This is a happy time!
Cousins!
My cousin Kyndel just finished up her associate's degree at Le Cordon Bleu, and came down to spend a whole month with us before heading back to Dallas to finish up her Bachelor's. I have had such a precious time with her, from learning how to improvise in the kitchen (I'm a stick-to-the-recipe kind of girl,  but cooking with a chef is aiding my flexibility), to aiming spending time together in God's Word each day, to going downtown to see a play together (Peter Pan!), to laughing... uproariously and constantly. 

I recently took over the booking department for VBM, which has been an interesting and exciting challenge. College continues, though my pace has slowed considerably these days. Tutoring is great fun (The Iliad and the Odyssey are up after loads of fun with Shakespeare), I don't miss blogging a stitch, but I have enjoyed starting to write fiction again, big-sister-ing is ever a blessing (recently read Shepherding a Child's Heart -very inspired), church life stays busy (our annual conference is just around the corner -Paul Washer is coming!), and God remains good to teach and to grow: every day presents a myriad of opportunities to learn the timeless truths of his Word. 

All of this said, I hope that your fall has been blessed as well, and pray that those who do purchase my  book will be encouraged by what they read there! Something I've been reminded of lately, again and again, is that the most important thing people should know about me isn't that I live at home. Foremost, I am a great sinner, and Christ is a great Savior. There is no message as important for any sphere of society to hear than the gospel of Christ, and anything I say that does not stem from this understanding is utterly worthless and harmful. We must ache to be passionate about him, foremost and all-encompassing. We must ache to proclaim the message that transforms hearts, not simply the behavioral modification that turns virtues into idols and whitewashes open graves. 

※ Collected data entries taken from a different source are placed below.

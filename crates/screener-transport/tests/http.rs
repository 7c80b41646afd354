//! Integration tests for the reqwest transport.
//!
//! Each test starts a `mockito` HTTP server on a random local port and
//! checks what actually goes over the wire.

#[cfg(feature = "reqwest")]
mod reqwest_transport {
    use mockito::Matcher;
    use screener_transport::{
        HttpTransport, ReqwestTransport, TransportConfig, TransportError,
    };

    fn transport_for(server: &mockito::ServerGuard) -> ReqwestTransport {
        ReqwestTransport::new(&server.url(), TransportConfig::default())
            .expect("transport should build")
    }

    #[tokio::test]
    async fn test_post_json_sends_body_and_content_type() {
        let mut server = mockito::Server::new_async().await;
        let mock = server
            .mock("POST", "/api/token/")
            .match_header("content-type", "application/json")
            .match_body(Matcher::JsonString(
                r#"{"username":"bob","password":"pw"}"#.into(),
            ))
            .with_status(200)
            .with_body(r#"{"access":"a","refresh":"r"}"#)
            .create_async()
            .await;

        let transport = transport_for(&server);
        let response = transport
            .post_json(
                "/api/token/",
                br#"{"username":"bob","password":"pw"}"#.to_vec(),
                None,
            )
            .await
            .expect("request should complete");

        mock.assert_async().await;
        assert!(response.is_ok());
        assert_eq!(response.body, br#"{"access":"a","refresh":"r"}"#.to_vec());
    }

    #[tokio::test]
    async fn test_get_attaches_bearer_token() {
        let mut server = mockito::Server::new_async().await;
        let mock = server
            .mock("GET", "/api/market-data/general")
            .match_header("authorization", "Bearer abc.def.ghi")
            .with_status(200)
            .with_body(r#"{"entries":false}"#)
            .create_async()
            .await;

        let transport = transport_for(&server);
        let response = transport
            .get("/api/market-data/general", Some("abc.def.ghi"))
            .await
            .expect("request should complete");

        mock.assert_async().await;
        assert_eq!(response.status, 200);
    }

    #[tokio::test]
    async fn test_get_without_bearer_sends_no_authorization() {
        let mut server = mockito::Server::new_async().await;
        let mock = server
            .mock("GET", "/api/market-data/general")
            .match_header("authorization", Matcher::Missing)
            .with_status(200)
            .with_body("{}")
            .create_async()
            .await;

        let transport = transport_for(&server);
        transport
            .get("/api/market-data/general", None)
            .await
            .expect("request should complete");

        mock.assert_async().await;
    }

    #[tokio::test]
    async fn test_non_200_status_is_returned_not_raised() {
        let mut server = mockito::Server::new_async().await;
        let _mock = server
            .mock("POST", "/api/token/")
            .with_status(401)
            .with_body(r#"{"detail":"No active account found"}"#)
            .create_async()
            .await;

        let transport = transport_for(&server);
        let response = transport
            .post_json("/api/token/", b"{}".to_vec(), None)
            .await
            .expect("a 401 is still a completed exchange");

        assert_eq!(response.status, 401);
        assert!(!response.is_ok());
    }

    #[tokio::test]
    async fn test_connection_refused_is_request_failed() {
        // Port 1 on loopback is reserved and nothing listens there.
        let transport =
            ReqwestTransport::new("http://127.0.0.1:1", TransportConfig::default())
                .expect("transport should build");

        let result = transport.get("/api/market-data/general", None).await;

        match result {
            Err(TransportError::RequestFailed { path, .. }) => {
                assert_eq!(path, "/api/market-data/general");
            }
            other => panic!("expected RequestFailed, got {other:?}"),
        }
    }
}
//! # Screener
//!
//! Client for the market screener API: keeps a JWT session on disk,
//! gates the dashboard behind it, and renders each screen as text.
//!
//! ## Quick Start
//!
//! ```rust,no_run
//! use screener::prelude::*;
//!
//! # async fn run() -> Result<(), ScreenerError> {
//! let mut app = ScreenerApp::builder()
//!     .config(ClientConfig::from_env()?)
//!     .build()?;
//!
//! app.login("alice", "s3cret").await?;
//! app.navigate("/application").await?;
//! println!("{}", app.render().await?);
//! # Ok(())
//! # }
//! ```

mod api;
mod app;
mod config;
mod error;
mod handler;
mod refresher;

pub use api::ApiClient;
pub use app::{AppSession, ScreenerApp, ScreenerAppBuilder};
pub use config::{
    ClientConfig, ENV_BASE_URL, ENV_CONNECT_TIMEOUT_SECS, ENV_REFRESH_INTERVAL_SECS,
    ENV_REQUEST_TIMEOUT_SECS, ENV_STORAGE_PATH,
};
pub use error::ScreenerError;
pub use handler::{handle_action, Action};
pub use refresher::RefreshTask;

pub use screener_protocol as protocol;
pub use screener_refresh as refresh;
pub use screener_router as router;
pub use screener_session as session;
pub use screener_transport as transport;

use tracing_subscriber::EnvFilter;

pub mod prelude {
    pub use crate::{
        handle_action, Action, ApiClient, ClientConfig, RefreshTask, ScreenerApp,
        ScreenerAppBuilder, ScreenerError,
    };
    pub use screener_protocol::{MarketSnapshot, TokenPair};
    pub use screener_refresh::RefreshConfig;
    pub use screener_router::{MarketStats, Route, SignupForm, SignupProgress};
    pub use screener_session::{Claims, SessionConfig, SessionSnapshot, SessionState};
}

/// Installs a stderr `tracing` subscriber.
///
/// `RUST_LOG` wins when set; otherwise `default_filter` (e.g. `"warn"`)
/// applies. Calling this twice is harmless.
pub fn init_tracing(default_filter: &str) {
    let filter =
        EnvFilter::try_from_default_env().unwrap_or_else(|_| EnvFilter::new(default_filter));
    let _ = tracing_subscriber::fmt()
        .with_env_filter(filter)
        .with_writer(std::io::stderr)
        .with_target(false)
        .compact()
        .try_init();
}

Before we can be joyful at home, we must be joyful in Christ. Before we can strive to bless our families, we must strive to be satisfied in Him. Wherever the Lord has placed us -wherever he has led us -if our desire is not to submit ourselves wholly and completely to the all-consuming passion that is impossible to compartmentalize (2 Cor. 5:17, Rom. 12:1-2)... we are not walking in righteousness, and we are idolaters. I really hope people walk away from Joyfully at Home (the blog and the book) knowing that my love for Christ is central in all that I do.

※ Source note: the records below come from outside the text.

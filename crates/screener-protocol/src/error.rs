//! Error types for the protocol layer.
//!
//! Each crate in the workspace defines its own error enum. When you see a
//! `ProtocolError`, the problem is in serialization/deserialization, not
//! in networking or session handling.

/// Errors that can occur in the protocol layer.
#[derive(Debug, thiserror::Error)]
pub enum ProtocolError {
    /// Serialization failed (turning a Rust type into bytes).
    #[cfg(feature = "json")]
    #[error("encode failed: {0}")]
    Encode(serde_json::Error),

    /// Deserialization failed (turning bytes into a Rust type).
    ///
    /// Common causes: an HTML error page instead of JSON, missing
    /// required fields, or a truncated body.
    #[cfg(feature = "json")]
    #[error("decode failed: {0}")]
    Decode(serde_json::Error),
}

Okay, so, as you can see, even though I haven't been blogging, my mind is still moving in ten thousand different directions at once. A friend recently asked me if I ever stop thinking -I'm philosophizing in my dreams. The only difference is that I'm writing my inner-dialogue down in journals instead of online. It's a nice change of pace, and, for now, I wouldn't trade my status quo for anything. 

May we all be as joyful walking the paths that the Lord has ordained!

I'll be back someday when I trade my four little men for a Prince Charming, as promised. We'll see who's still around to hear the news (could be five years from now, could be fifteen...) I'll check in at least twenty years from now either way to let you know if I started a family or if I'm living above my parents' garage, reciting Shakespeare to my canary, taking my Great Dane Atticus on long walks in Rice Village, using all of the goodies in my hopechest, and enjoying my prestigious staff position at one of Houston's amazing museums *cough*

Until engagement or forty, then =), 
Jasmine 


Wednesday, September 8, 2010

So Long, Farewell, Auf Wiedersehen, Goodbye!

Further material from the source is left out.